L’intégration des systèmes d’IA dans l’enseignement supérieur pourrait bien transformer nos élèves en ombres d’eux-mêmes, laissant planer une inquiétante question : jusqu’où ira cette déshumanisation ?
Avec l’essor des systèmes d’intelligence artificielle dans nos universités, nous ne sommes pas seulement face à une évolution technologique, mais à un véritable tremblement de terre éducatif. Les promesses d’une éducation personnalisée et optimisée résonnent dans les couloirs des campus, mais à quel prix ? Ces innovations pourraient-elles nous conduire vers une société où l’humain est relégué au second plan, comme une simple donnée à traiter ?
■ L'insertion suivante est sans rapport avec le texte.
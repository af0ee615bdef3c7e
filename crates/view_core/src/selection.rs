//! Selection state machine

/// Modifier keys held during a click or key press
#[derive(Debug, Clone, Copy, Default, PartialEq, Eq)]
pub struct Modifiers {
    /// Range modifier: toggles instead of replacing
    pub shift: bool,
    pub ctrl: bool,
    pub alt: bool,
}

impl Modifiers {
    pub const NONE: Modifiers = Modifiers {
        shift: false,
        ctrl: false,
        alt: false,
    };

    pub fn shift() -> Self {
        Self {
            shift: true,
            ..Self::NONE
        }
    }
}

/// Selected positions, sorted ascending without duplicates
#[derive(Debug, Clone, Default, PartialEq, Eq)]
pub struct Selection {
    indices: Vec<usize>,
}

impl Selection {
    pub fn new() -> Self {
        Self::default()
    }

    pub fn indices(&self) -> &[usize] {
        &self.indices
    }

    pub fn is_empty(&self) -> bool {
        self.indices.is_empty()
    }

    pub fn len(&self) -> usize {
        self.indices.len()
    }

    pub fn first(&self) -> Option<usize> {
        self.indices.first().copied()
    }

    pub fn last(&self) -> Option<usize> {
        self.indices.last().copied()
    }

    pub fn contains(&self, position: usize) -> bool {
        self.indices.binary_search(&position).is_ok()
    }

    pub fn clear(&mut self) {
        self.indices.clear();
    }

    /// Apply a click on `position`
    ///
    /// Without multiple select or without the range modifier the selection is
    /// emptied first, so a plain click always ends with `position` selected.
    /// Returns whether `position` is selected afterwards.
    pub fn click(&mut self, position: usize, multiple: bool, modifiers: Modifiers) -> bool {
        if !multiple || !modifiers.shift {
            self.indices.clear();
        }

        match self.indices.binary_search(&position) {
            Ok(at) => {
                self.indices.remove(at);
                false
            }
            Err(at) => {
                self.indices.insert(at, position);
                true
            }
        }
    }

    pub fn select_only(&mut self, position: usize) {
        self.indices.clear();
        self.indices.push(position);
    }

    /// Rebuild from active markers given in rendered order
    pub fn rebuild<I>(&mut self, markers: I)
    where
        I: IntoIterator<Item = (usize, bool)>,
    {
        self.indices = markers
            .into_iter()
            .filter(|(_, active)| *active)
            .map(|(pos, _)| pos)
            .collect();
        self.indices.sort_unstable();
        self.indices.dedup();
    }
}
//! DataView - headless driver for the file view
//!
//! Lists a directory through a list, tree or icon view, replays key presses
//! and prints the resulting rows and notifications as JSON lines.

mod cli;

use anyhow::Result;
use clap::Parser;

fn main() -> Result<()> {
    let args = cli::Args::parse();

    view_log::init_with(view_log::LogOptions {
        console: args.verbose,
        ..Default::default()
    })?;

    if let Err(e) = view_log::cleanup_old_logs(7) {
        tracing::warn!("Failed to cleanup old logs: {}", e);
    }

    tracing::info!("DataView starting...");

    let config = view_core::FileViewConfig::load().unwrap_or_else(|e| {
        tracing::warn!("Failed to load configuration: {}", e);
        Default::default()
    });

    let result = cli::run(args, config);
    if let Err(e) = &result {
        tracing::error!("{:#}", e);
        cli::report(e);
    }
    result
}
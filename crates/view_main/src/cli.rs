//! Command line driver

use anyhow::{bail, Context, Result};
use clap::Parser;
use serde_json::{json, Value};
use std::cell::RefCell;
use std::rc::Rc;
use std::sync::Arc;
use std::time::{Duration, Instant};
use view_core::{
    ChdirArgs, ChdirResult, FileView, FileViewConfig, Key, ViewError, ViewEvent, ViewKind,
};
use view_fs::{LocalScanner, ScanSummary};

const SCAN_TIMEOUT: Duration = Duration::from_secs(10);
const POLL_INTERVAL: Duration = Duration::from_millis(5);

#[derive(Parser, Debug, PartialEq)]
#[command(name = "dataview")]
#[command(about = "List a folder through a list, tree or icon view and replay key presses")]
pub struct Args {
    /// Folder to open (defaults to the configured path)
    pub path: Option<String>,

    /// View kind: list, tree or icon
    #[arg(long, short, value_parser = parse_kind)]
    pub kind: Option<ViewKind>,

    /// Keys to press, comma separated (up, down, left, right, enter)
    #[arg(long, value_delimiter = ',', value_parser = parse_key)]
    pub keys: Vec<Key>,

    /// Filename to select after listing
    #[arg(long)]
    pub select: Option<String>,

    /// Show dotfiles
    #[arg(long, short)]
    pub all: bool,

    #[arg(long, short)]
    pub verbose: bool,
}

fn parse_kind(value: &str) -> Result<ViewKind, String> {
    value.parse().map_err(|e: ViewError| e.to_string())
}

fn parse_key(value: &str) -> Result<Key, String> {
    let value = value.trim();
    if value.is_empty() {
        return Err("empty key name".to_string());
    }
    Ok(value.parse().unwrap_or(Key::Other))
}

pub fn run(args: Args, mut config: FileViewConfig) -> Result<()> {
    if let Some(kind) = args.kind {
        config.view.kind = kind;
    }
    if args.all {
        config.dotfiles = true;
    }

    let path = resolve_path(args.path.as_deref().unwrap_or(&config.default_path))?;
    let mut view = FileView::new(config, Arc::new(LocalScanner::new()));
    view.focus();

    open(&mut view, &path)?;
    view.take_events();

    if let Some(name) = &args.select {
        if !view.set_selected(&Value::from(name.as_str()), Some("filename"), true) {
            tracing::warn!("No entry named {} in {}", name, path);
        }
    }

    for key in args.keys {
        view.key_down(key);
        settle(&mut view)?;

        for event in view.take_events() {
            if let ViewEvent::Render { .. } = event {
                continue;
            }
            print_line(&serde_json::to_value(&event)?);

            if let Some(dir) = activated_dir(&event) {
                if let Err(e) = open(&mut view, &dir) {
                    if !report(&e) {
                        return Err(e);
                    }
                }
                view.take_events();
            }
        }
    }

    print_rows(&view);
    Ok(())
}

/// List `path` and wait for the result
fn open(view: &mut FileView, path: &str) -> Result<ScanSummary> {
    let done: Rc<RefCell<Option<ChdirResult>>> = Rc::default();
    let sink = done.clone();
    view.chdir(ChdirArgs::new(path), move |result| {
        *sink.borrow_mut() = Some(result);
    });

    let started = Instant::now();
    loop {
        view.poll();
        if let Some(result) = done.borrow_mut().take() {
            let summary = result?;
            print_line(&json!({ "path": path, "summary": summary }));
            return Ok(summary);
        }
        if started.elapsed() > SCAN_TIMEOUT {
            bail!("Timed out listing {}", path);
        }
        std::thread::sleep(POLL_INTERVAL);
    }
}

/// Wait for scans started by an interaction, such as a tree expand
fn settle(view: &mut FileView) -> Result<()> {
    let started = Instant::now();
    while view.has_pending() {
        view.poll();
        if started.elapsed() > SCAN_TIMEOUT {
            bail!("Timed out waiting for scans");
        }
        std::thread::sleep(POLL_INTERVAL);
    }
    Ok(())
}

/// Print a failure the way a user should read it
///
/// Returns `true` when the session can go on, as after a folder that
/// vanished between listing and activation.
pub fn report(err: &anyhow::Error) -> bool {
    let Some(view_err) = err.downcast_ref::<ViewError>() else {
        return false;
    };
    let recoverable = view_err.is_recoverable();
    if recoverable {
        tracing::warn!("{:#}", err);
    }
    print_line(&json!({ "error": view_err.user_message(), "recoverable": recoverable }));
    recoverable
}

fn activated_dir(event: &ViewEvent) -> Option<String> {
    let ViewEvent::Activate { entries } = event else {
        return None;
    };
    let payload = entries.first()?.payload.as_ref()?;
    if payload.get("type")?.as_str()? != "dir" {
        return None;
    }
    payload.get("path")?.as_str().map(str::to_string)
}

fn resolve_path(path: &str) -> Result<String> {
    let resolved = std::fs::canonicalize(path).with_context(|| format!("Cannot open {}", path))?;
    Ok(resolved.to_string_lossy().to_string())
}

fn print_rows(view: &FileView) {
    let child = view.child();
    for (position, row) in child.rows() {
        let cells: Vec<&str> = row.cells().iter().map(|c| c.label.as_str()).collect();
        print_line(&json!({
            "position": position,
            "depth": child.depth(position),
            "label": row.label(),
            "icon": row.icon(),
            "cells": cells,
            "active": row.active,
        }));
    }
}

fn print_line(value: &Value) {
    println!("{}", value);
}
Ce qui se passe réellement
Les chapitres du récent ouvrage collectif sur l’IA dans l’enseignement supérieur révèlent des vérités dérangeantes. Bernard Fallery et Florence Rodhain évoquent le risque d’être « diminué par l’IA ». Ce concept, loin d’être exagéré, prend toute son ampleur lorsque l’on réalise que les étudiants, au lieu de développer leurs compétences critiques, se contentent d’absorber des connaissances fournies par des algorithmes. La question n’est pas de savoir si l’IA est utile, mais si elle ne risque pas de réduire nos capacités intellectuelles à celles d’un simple récepteur passif.
Pourquoi ça dérange
Ce phénomène ne se limite pas à l’éducation. Comme le souligne Sophie Bretesché, les modèles d’évaluation traditionnels sont remis en question, mais à quel prix ? La standardisation des compétences, dictée par des algorithmes, pourrait bien effacer les nuances de l’intelligence humaine. Nous risquons de créer une génération d’ingénieurs et de penseurs formatés, incapables de remettre en question le statu quo. Comment peut-on envisager un avenir où l’esprit critique est remplacé par des réponses pré-programmées ?
Ce que ça révèle
Cette situation met en lumière les incohérences des discours politiques qui prônent l’innovation tout en négligeant les implications éthiques. Les gouvernements, piégés par leurs propres promesses de modernité, semblent ignorer que l’IA, loin d’être une panacée, pourrait devenir un outil de contrôle social. Si l’éducation est censée former des citoyens éclairés, les systèmes d’IA pourraient bien les transformer en consommateurs dociles, incapables de penser par eux-mêmes. Une évolution inquiétante, surtout dans un contexte où des figures politiques comme Marine Le Pen ou Jordan Bardella exploitent les peurs pour instaurer un discours autoritaire.
Lecture satirique
Imaginez un monde où nos étudiants, au lieu de débattre des enjeux sociétaux, sont absorbés par des plateformes d’apprentissage en ligne, où les algorithmes dictent non seulement ce qu’ils apprennent, mais aussi comment ils pensent. Cela pourrait donner lieu à une nouvelle forme de dystopie, où l’éducation devient un produit de consommation, à « réserver » et « comparer » comme n’importe quel autre service. À ce rythme, nous pourrions bientôt « anticiper les coûts » de l’absence de pensée critique dans nos sociétés.
À quoi s’attendre
Les prochaines années seront cruciales pour l’avenir de l’éducation. Si nous ne commençons pas à questionner l’usage de l’IA dans nos institutions, nous pourrions bien nous retrouver à vivre dans un monde où la créativité et l’esprit critique sont relégués au rang de souvenirs. À l’heure où des pays comme la Chine ou la Russie exploitent la technologie pour renforcer leur contrôle, il est essentiel de se demander : que voulons-nous vraiment pour notre avenir ? Pour ceux qui souhaitent « réserver » un voyage d’étude ou « comparer » des options de formation, il existe des plateformes comme Booking.
Sources
Anticiper les coûts de cette révolution technologique est crucial. En utilisant des services comme Beemenergy, vous pouvez éviter les frais cachés liés à l’usage de ces nouvelles technologies dans votre éducation.